TASK OBJECTIVE. Where does the string "opened" occur in the records below? Copy every line that holds it.

************

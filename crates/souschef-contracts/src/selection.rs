//! Deterministic duplicate avoidance used to pick among stage-1 candidates.
//!
//! Two keys collide when their normalised forms are equal or when their
//! character-level similarity ratio reaches `SIMILARITY_THRESHOLD`.

use similar::TextDiff;

use crate::candidates::Candidate;

pub const SIMILARITY_THRESHOLD: f32 = 0.9;

const LEADING_ARTICLES: &[&str] = &["the", "a", "an"];

#[derive(Debug, Clone, Copy, PartialEq, Eq)]
pub struct Selection {
    pub index: usize,
    /// Every candidate matched the history; `index` is then 0.
    pub all_seen: bool,
}

/// Lowercases, strips punctuation, drops a leading article and collapses
/// whitespace. Passport keys keep their `destination|dish` separator.
pub fn normalize_key(raw: &str) -> String {
    let cleaned: String = raw
        .to_lowercase()
        .chars()
        .map(|ch| {
            if ch.is_alphanumeric() || ch == '|' {
                ch
            } else {
                ' '
            }
        })
        .collect();
    let mut words: Vec<&str> = cleaned.split_whitespace().collect();
    if words.len() > 1 && LEADING_ARTICLES.contains(&words[0]) {
        words.remove(0);
    }
    words.join(" ")
}

pub fn keys_collide(left: &str, right: &str) -> bool {
    let left = normalize_key(left);
    let right = normalize_key(right);
    if left.is_empty() || right.is_empty() {
        return false;
    }
    if left == right {
        return true;
    }
    TextDiff::from_chars(left.as_str(), right.as_str()).ratio() >= SIMILARITY_THRESHOLD
}

pub fn is_seen(key: &str, history: &[String]) -> bool {
    history.iter().any(|seen| keys_collide(key, seen))
}

/// First candidate not already in `history`; candidate 0 when all collide.
pub fn select_unique<T: Candidate>(candidates: &[T], history: &[String]) -> Selection {
    candidates
        .iter()
        .position(|candidate| !is_seen(&candidate.identity(), history))
        .map(|index| Selection {
            index,
            all_seen: false,
        })
        .unwrap_or(Selection {
            index: 0,
            all_seen: true,
        })
}

#[cfg(test)]
mod tests {
    use crate::candidates::RecipeCandidate;

    use super::*;

    fn recipes(names: &[&str]) -> Vec<RecipeCandidate> {
        names
            .iter()
            .map(|name| RecipeCandidate {
                name: name.to_string(),
                ..RecipeCandidate::default()
            })
            .collect()
    }

    #[test]
    fn skips_candidate_whose_exact_key_is_in_history() {
        let candidates = recipes(&["Spinach Risotto", "Lemon Rice", "Saag Paneer"]);
        let history = vec!["Spinach Risotto".to_string()];
        assert_eq!(
            select_unique(&candidates, &history),
            Selection {
                index: 1,
                all_seen: false
            }
        );
    }

    #[test]
    fn returns_first_candidate_when_everything_collides() {
        let candidates = recipes(&["Spinach Risotto", "Lemon Rice"]);
        let history = vec!["lemon rice".to_string(), "The Spinach Risotto!".to_string()];
        assert_eq!(
            select_unique(&candidates, &history),
            Selection {
                index: 0,
                all_seen: true
            }
        );
    }

    #[test]
    fn empty_history_selects_first() {
        let candidates = recipes(&["A", "B"]);
        assert_eq!(select_unique(&candidates, &[]).index, 0);
    }

    #[test]
    fn near_identical_titles_collide() {
        assert!(keys_collide("Creamy Spinach Risotto", "Creamy Spinach Risottos"));
        assert!(keys_collide("Rome|Cacio e Pepe", "rome|cacio e pepe"));
        assert!(!keys_collide("Spinach Risotto", "Mushroom Risotto"));
        assert!(!keys_collide("", ""));
    }

    #[test]
    fn normalize_drops_punctuation_and_articles() {
        assert_eq!(normalize_key("  The  Best-Ever   Fried Rice! "), "best ever fried rice");
        assert_eq!(normalize_key("A"), "a");
    }
}
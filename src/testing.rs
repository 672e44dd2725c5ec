//! In-memory browser and progress fakes for orchestrator tests.

use std::collections::{HashMap, HashSet};
use std::fmt::Write as _;
use std::path::{Path, PathBuf};
use std::sync::atomic::{AtomicUsize, Ordering};
use std::sync::{Arc, Mutex};
use std::time::Duration;

use async_trait::async_trait;
use futures::StreamExt;
use futures::stream::{self, BoxStream};

use crate::config::AppConfig;
use crate::error::{Error, Result};
use crate::format::percent;
use crate::mirror::Mirror;
use crate::progress::MirrorProgress;
use crate::session::{Session, Tab};
use crate::stats::FileStats;
use crate::tracker::DownloadEvent;

/// Renders a folder page the default selectors understand.
pub fn folder_html(breadcrumb: &[&str], items: &[(&str, &str)]) -> String {
    let mut html = String::from("<html><body><div class=\"explorer-path-breadcrumb\">");
    for label in breadcrumb {
        let _ = write!(
            html,
            "<div class=\"explorer-path-breadcrumb-item\">\
             <a class=\"explorer-path-breadcrumb-item__link\"><span>{label}</span></a></div>"
        );
    }
    html.push_str("</div><ul>");
    for (name, href) in items {
        let _ = write!(
            html,
            "<li><a class=\"file-item-link\" href=\"{href}\"><span type=\"main\">{name}</span></a></li>"
        );
    }
    html.push_str("</ul></body></html>");
    html
}

struct ScriptedDownload {
    file_name: String,
    events: Vec<DownloadEvent>,
}

/// A scripted drive: pages by URL, download event scripts by file URL.
#[derive(Default)]
pub struct FakeDrive {
    pages: HashMap<String, String>,
    downloads: HashMap<String, ScriptedDownload>,
    unreachable: HashSet<String>,
    failing_close: bool,
    failing_shutdown: bool,
    log: Mutex<Vec<String>>,
    open_tabs: AtomicUsize,
    max_open_tabs: AtomicUsize,
}

impl FakeDrive {
    pub fn page(mut self, url: &str, html: String) -> Self {
        self.pages.insert(url.to_string(), html);
        self
    }

    pub fn download(mut self, url: &str, file_name: &str, events: Vec<DownloadEvent>) -> Self {
        self.downloads.insert(
            url.to_string(),
            ScriptedDownload {
                file_name: file_name.to_string(),
                events,
            },
        );
        self
    }

    pub fn unreachable(mut self, url: &str) -> Self {
        self.unreachable.insert(url.to_string());
        self
    }

    pub fn failing_close(mut self) -> Self {
        self.failing_close = true;
        self
    }

    pub fn failing_shutdown(mut self) -> Self {
        self.failing_shutdown = true;
        self
    }

    fn record(&self, entry: String) {
        self.log.lock().unwrap().push(entry);
    }

    /// Everything the fake browser was asked to do, in order.
    pub fn log(&self) -> Vec<String> {
        self.log.lock().unwrap().clone()
    }

    /// URLs navigated to, in order.
    pub fn opened(&self) -> Vec<String> {
        self.log()
            .into_iter()
            .filter_map(|l| l.strip_prefix("open ").map(str::to_string))
            .collect()
    }

    pub fn open_tabs(&self) -> usize {
        self.open_tabs.load(Ordering::SeqCst)
    }

    pub fn max_open_tabs(&self) -> usize {
        self.max_open_tabs.load(Ordering::SeqCst)
    }

    /// Whether the session itself was closed.
    pub fn shut_down(&self) -> bool {
        self.log().iter().any(|l| l == "shutdown")
    }
}

/// Session handing out [`FakeTab`]s over a shared [`FakeDrive`].
pub struct FakeSession {
    drive: Arc<FakeDrive>,
}

impl FakeSession {
    pub fn new(drive: FakeDrive) -> Self {
        Self {
            drive: Arc::new(drive),
        }
    }

    pub fn drive(&self) -> Arc<FakeDrive> {
        Arc::clone(&self.drive)
    }
}

#[async_trait]
impl Session for FakeSession {
    type Tab = FakeTab;

    async fn open_tab(&self, url: &str) -> Result<FakeTab> {
        if self.drive.unreachable.contains(url) {
            return Err(Error::Navigation {
                url: url.to_string(),
                reason: "net::ERR_NAME_NOT_RESOLVED".to_string(),
            });
        }
        self.drive.record(format!("open {url}"));
        let open = self.drive.open_tabs.fetch_add(1, Ordering::SeqCst) + 1;
        self.drive.max_open_tabs.fetch_max(open, Ordering::SeqCst);
        Ok(FakeTab {
            drive: Arc::clone(&self.drive),
            url: url.to_string(),
            download_dir: Mutex::new(None),
        })
    }

    async fn close(self) -> Result<()> {
        self.drive.record("shutdown".to_string());
        if self.drive.failing_shutdown {
            return Err(Error::Browser("browser already gone".to_string()));
        }
        Ok(())
    }
}

pub struct FakeTab {
    drive: Arc<FakeDrive>,
    url: String,
    download_dir: Mutex<Option<PathBuf>>,
}

#[async_trait]
impl Tab for FakeTab {
    async fn wait_for_network_idle(&self, _idle_time: Duration, _timeout: Duration) -> Result<()> {
        Ok(())
    }

    async fn content(&self) -> Result<String> {
        Ok(self
            .drive
            .pages
            .get(&self.url)
            .cloned()
            .unwrap_or_else(|| "<html><body></body></html>".to_string()))
    }

    async fn set_download_dir(&self, dir: &Path) -> Result<()> {
        self.drive.record(format!("dir {}", dir.display()));
        *self.download_dir.lock().unwrap() = Some(dir.to_path_buf());
        Ok(())
    }

    async fn download_events(&self) -> Result<BoxStream<'static, DownloadEvent>> {
        let events = self
            .drive
            .downloads
            .get(&self.url)
            .map(|d| d.events.clone())
            .unwrap_or_default();
        Ok(stream::iter(events).boxed())
    }

    async fn click(&self, selector: &str) -> Result<()> {
        let Some(download) = self.drive.downloads.get(&self.url) else {
            return Err(Error::Browser(format!("no element matches {selector}")));
        };
        self.drive.record(format!("click {}", self.url));

        if download.events.last() == Some(&DownloadEvent::Completed) {
            let dir = self.download_dir.lock().unwrap().clone();
            let dir = dir.ok_or_else(|| Error::Browser("download sink not configured".to_string()))?;
            std::fs::write(dir.join(&download.file_name), b"mirrored")?;
        }
        Ok(())
    }

    async fn close(&self) -> Result<()> {
        self.drive.record(format!("close {}", self.url));
        self.drive.open_tabs.fetch_sub(1, Ordering::SeqCst);
        if self.drive.failing_close {
            return Err(Error::Browser("target closed".to_string()));
        }
        Ok(())
    }
}

/// Progress sink that remembers what it was told.
#[derive(Default)]
pub struct RecordingProgress {
    progress: Mutex<Vec<(u64, u64)>>,
    folders: Mutex<Vec<PathBuf>>,
    skipped: Mutex<Vec<PathBuf>>,
    completed: Mutex<Vec<PathBuf>>,
    errors: Mutex<Vec<String>>,
}

impl RecordingProgress {
    pub fn last_percent(&self) -> Option<u64> {
        self.progress
            .lock()
            .unwrap()
            .last()
            .filter(|(_, total)| *total > 0)
            .map(|&(received, total)| percent(received, total))
    }

    pub fn folders(&self) -> Vec<PathBuf> {
        self.folders.lock().unwrap().clone()
    }

    pub fn skipped(&self) -> Vec<PathBuf> {
        self.skipped.lock().unwrap().clone()
    }

    pub fn completed(&self) -> Vec<PathBuf> {
        self.completed.lock().unwrap().clone()
    }

    pub fn errors(&self) -> Vec<String> {
        self.errors.lock().unwrap().clone()
    }
}

impl MirrorProgress for RecordingProgress {
    fn on_folder(&self, path: &Path, _url: &str) {
        self.folders.lock().unwrap().push(path.to_path_buf());
    }

    fn on_file_skipped(&self, path: &Path) {
        self.skipped.lock().unwrap().push(path.to_path_buf());
    }

    fn on_progress(&self, _path: &Path, received_bytes: u64, total_bytes: u64) {
        self.progress
            .lock()
            .unwrap()
            .push((received_bytes, total_bytes));
    }

    fn on_file_complete(&self, path: &Path, _stats: &FileStats) {
        self.completed.lock().unwrap().push(path.to_path_buf());
    }

    fn on_error(&self, _path: &Path, error: &str) {
        self.errors.lock().unwrap().push(error.to_string());
    }
}

/// Builds a mirror over `drive` that writes under `root` without delays.
pub fn test_mirror(
    drive: FakeDrive,
    root: &Path,
) -> (Mirror<FakeSession>, Arc<FakeDrive>, Arc<RecordingProgress>) {
    let mut config = AppConfig::default();
    config.download = config.download.with_dir(root).with_stall_timeout_secs(1);
    config.browser = config.browser.with_settle_delay_ms(0).with_idle_time_ms(0);

    let session = FakeSession::new(drive);
    let drive = session.drive();
    let progress = Arc::new(RecordingProgress::default());
    let mirror = Mirror::new(session, config, Arc::clone(&progress) as Arc<dyn MirrorProgress>)
        .expect("default selectors are valid");
    (mirror, drive, progress)
}
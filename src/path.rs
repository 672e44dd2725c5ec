//! Breadcrumb to local path resolution.

use std::path::PathBuf;

use crate::error::{Error, Result};

/// Turns a remote label into a single safe path segment.
///
/// Surrounding whitespace is trimmed and path separators are replaced with
/// `_`, so a label always maps to exactly one directory level.
///
/// # Errors
///
/// Returns [`Error::UnsafePathSegment`] for labels that are empty, `.` or `..`
/// after trimming.
pub fn sanitize_segment(label: &str) -> Result<String> {
    let trimmed = label.trim();
    if trimmed.is_empty() || trimmed == "." || trimmed == ".." {
        return Err(Error::UnsafePathSegment {
            segment: label.to_string(),
        });
    }
    Ok(trimmed.replace(['/', '\\'], "_"))
}

/// Joins breadcrumb labels, root first, into a relative directory path.
///
/// An empty breadcrumb resolves to the empty (root) path.
///
/// # Errors
///
/// Returns [`Error::UnsafePathSegment`] if any label cannot be a path segment.
pub fn resolve<S: AsRef<str>>(breadcrumb: &[S]) -> Result<PathBuf> {
    breadcrumb
        .iter()
        .map(|label| sanitize_segment(label.as_ref()))
        .collect()
}
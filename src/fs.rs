//! File system abstraction for testability.

use async_trait::async_trait;
use std::path::Path;

/// The file system operations the mirror needs.
#[async_trait]
pub trait FileSystem: Send + Sync {
    /// Checks if a file exists at the given path.
    async fn file_exists(&self, path: &Path) -> bool;

    /// Creates all directories in the given path.
    async fn create_dir_all(&self, path: &Path) -> std::io::Result<()>;
}

/// Default file system implementation using `tokio::fs`.
#[derive(Debug, Clone, Copy, Default)]
pub struct TokioFileSystem;

impl TokioFileSystem {
    /// Creates a new `TokioFileSystem` instance.
    #[must_use]
    pub const fn new() -> Self {
        Self
    }
}

#[async_trait]
impl FileSystem for TokioFileSystem {
    async fn file_exists(&self, path: &Path) -> bool {
        tokio::fs::metadata(path).await.is_ok()
    }

    async fn create_dir_all(&self, path: &Path) -> std::io::Result<()> {
        tokio::fs::create_dir_all(path).await
    }
}
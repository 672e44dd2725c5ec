//! Depth-first walk over the remote folder tree.

use std::path::PathBuf;

use crate::error::{Error, Result};
use crate::extract::{ChildEntry, EntryKind};
use crate::fetch::DownloadTarget;
use crate::fs::FileSystem;
use crate::mirror::{Mirror, close_tab};
use crate::path;
use crate::session::{Session, Tab};
use crate::stats::{MirrorStats, MirrorStatsBuilder};

/// A folder page that has been read.
#[derive(Debug, Clone, PartialEq, Eq)]
pub struct FolderNode {
    /// URL the folder was opened at.
    pub url: String,
    /// Breadcrumb labels, root first.
    pub breadcrumb: Vec<String>,
    /// Directory under the download root derived from the breadcrumb.
    pub relative_path: PathBuf,
    /// Listed items in document order.
    pub entries: Vec<ChildEntry>,
}

/// Work waiting on the walk stack.
///
/// Files keep their raw label until popped, so a bad name only fails once
/// every earlier sibling has been handled.
#[derive(Debug)]
enum Pending {
    Folder(String),
    File {
        name: String,
        relative_dir: PathBuf,
        url: String,
    },
}

impl<S: Session, F: FileSystem> Mirror<S, F> {
    /// Mirrors the folder tree rooted at `root_url`.
    ///
    /// Items are handled one at a time, depth first, in the order each folder
    /// lists them. Files that already exist at their destination are skipped,
    /// so an interrupted run can simply be repeated.
    ///
    /// # Errors
    ///
    /// The first error aborts the walk and is returned. Files written before
    /// it stay on disk.
    pub async fn walk(&self, root_url: &str) -> Result<MirrorStats> {
        let mut stats = MirrorStatsBuilder::new();
        let mut stack = vec![Pending::Folder(root_url.to_string())];

        while let Some(next) = stack.pop() {
            match next {
                Pending::Folder(url) => {
                    let node = self.visit_folder(&url).await?;
                    stats.add_folder();
                    self.progress.on_folder(&node.relative_path, &node.url);

                    let children = plan_children(node, &mut stats);
                    // Reversed so the first listed item is popped first.
                    stack.extend(children.into_iter().rev());
                }
                Pending::File {
                    name,
                    relative_dir,
                    url,
                } => {
                    let target = DownloadTarget::new(&name, relative_dir, url)?;
                    let destination = target.destination(self.download_root());
                    if self.fs.file_exists(&destination).await {
                        log::info!("Skipping {}, already present", destination.display());
                        self.progress.on_file_skipped(&target.relative_path());
                        stats.add_skipped();
                    } else {
                        let file_stats = self.fetch(&target).await?;
                        stats.add_download(&file_stats);
                    }
                }
            }
        }

        let stats = stats.build();
        log::info!(
            "Walk of {root_url} finished: {} folders, {} downloaded, {} skipped",
            stats.folders_visited,
            stats.files_downloaded,
            stats.files_skipped
        );
        Ok(stats)
    }

    /// Opens one folder page, waits for it to render and reads it.
    ///
    /// # Errors
    ///
    /// Returns [`Error::Navigation`] if the page cannot be opened and
    /// [`Error::MissingBreadcrumb`] if the page shows no breadcrumb.
    pub async fn visit_folder(&self, url: &str) -> Result<FolderNode> {
        let tab = self.session.open_tab(url).await?;
        let result = self.read_folder(&tab, url).await;
        close_tab(&tab, result).await
    }

    async fn read_folder(&self, tab: &S::Tab, url: &str) -> Result<FolderNode> {
        self.settle(tab).await?;
        let html = tab.content().await?;
        let page = self.extractor.extract(&html, url)?;

        if page.breadcrumb.is_empty() {
            return Err(Error::MissingBreadcrumb {
                url: url.to_string(),
            });
        }
        let relative_path = path::resolve(&page.breadcrumb)?;

        log::info!("Parsed folder {} ({} items)", relative_path.display(), page.entries.len());
        if page.entries.is_empty() {
            log::warn!("Folder {} at {url} lists no items", relative_path.display());
        }

        Ok(FolderNode {
            url: url.to_string(),
            breadcrumb: page.breadcrumb,
            relative_path,
            entries: page.entries,
        })
    }
}

/// Turns a folder's entries into walk work, keeping their order.
fn plan_children(node: FolderNode, stats: &mut MirrorStatsBuilder) -> Vec<Pending> {
    let mut children = Vec::with_capacity(node.entries.len());
    for entry in node.entries {
        match entry.kind {
            EntryKind::Folder => children.push(Pending::Folder(entry.url)),
            EntryKind::File => children.push(Pending::File {
                name: entry.name,
                relative_dir: node.relative_path.clone(),
                url: entry.url,
            }),
            EntryKind::Other => {
                log::debug!("Ignoring {} ({})", entry.name, entry.url);
                stats.add_ignored();
            }
        }
    }
    children
}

************

RESPONSE TO THE EXERCISE.
    pub fn opened(&self) -> Vec<String> {
    /// URL the folder was opened at.
    /// Returns [`Error::Navigation`] if the page cannot be opened and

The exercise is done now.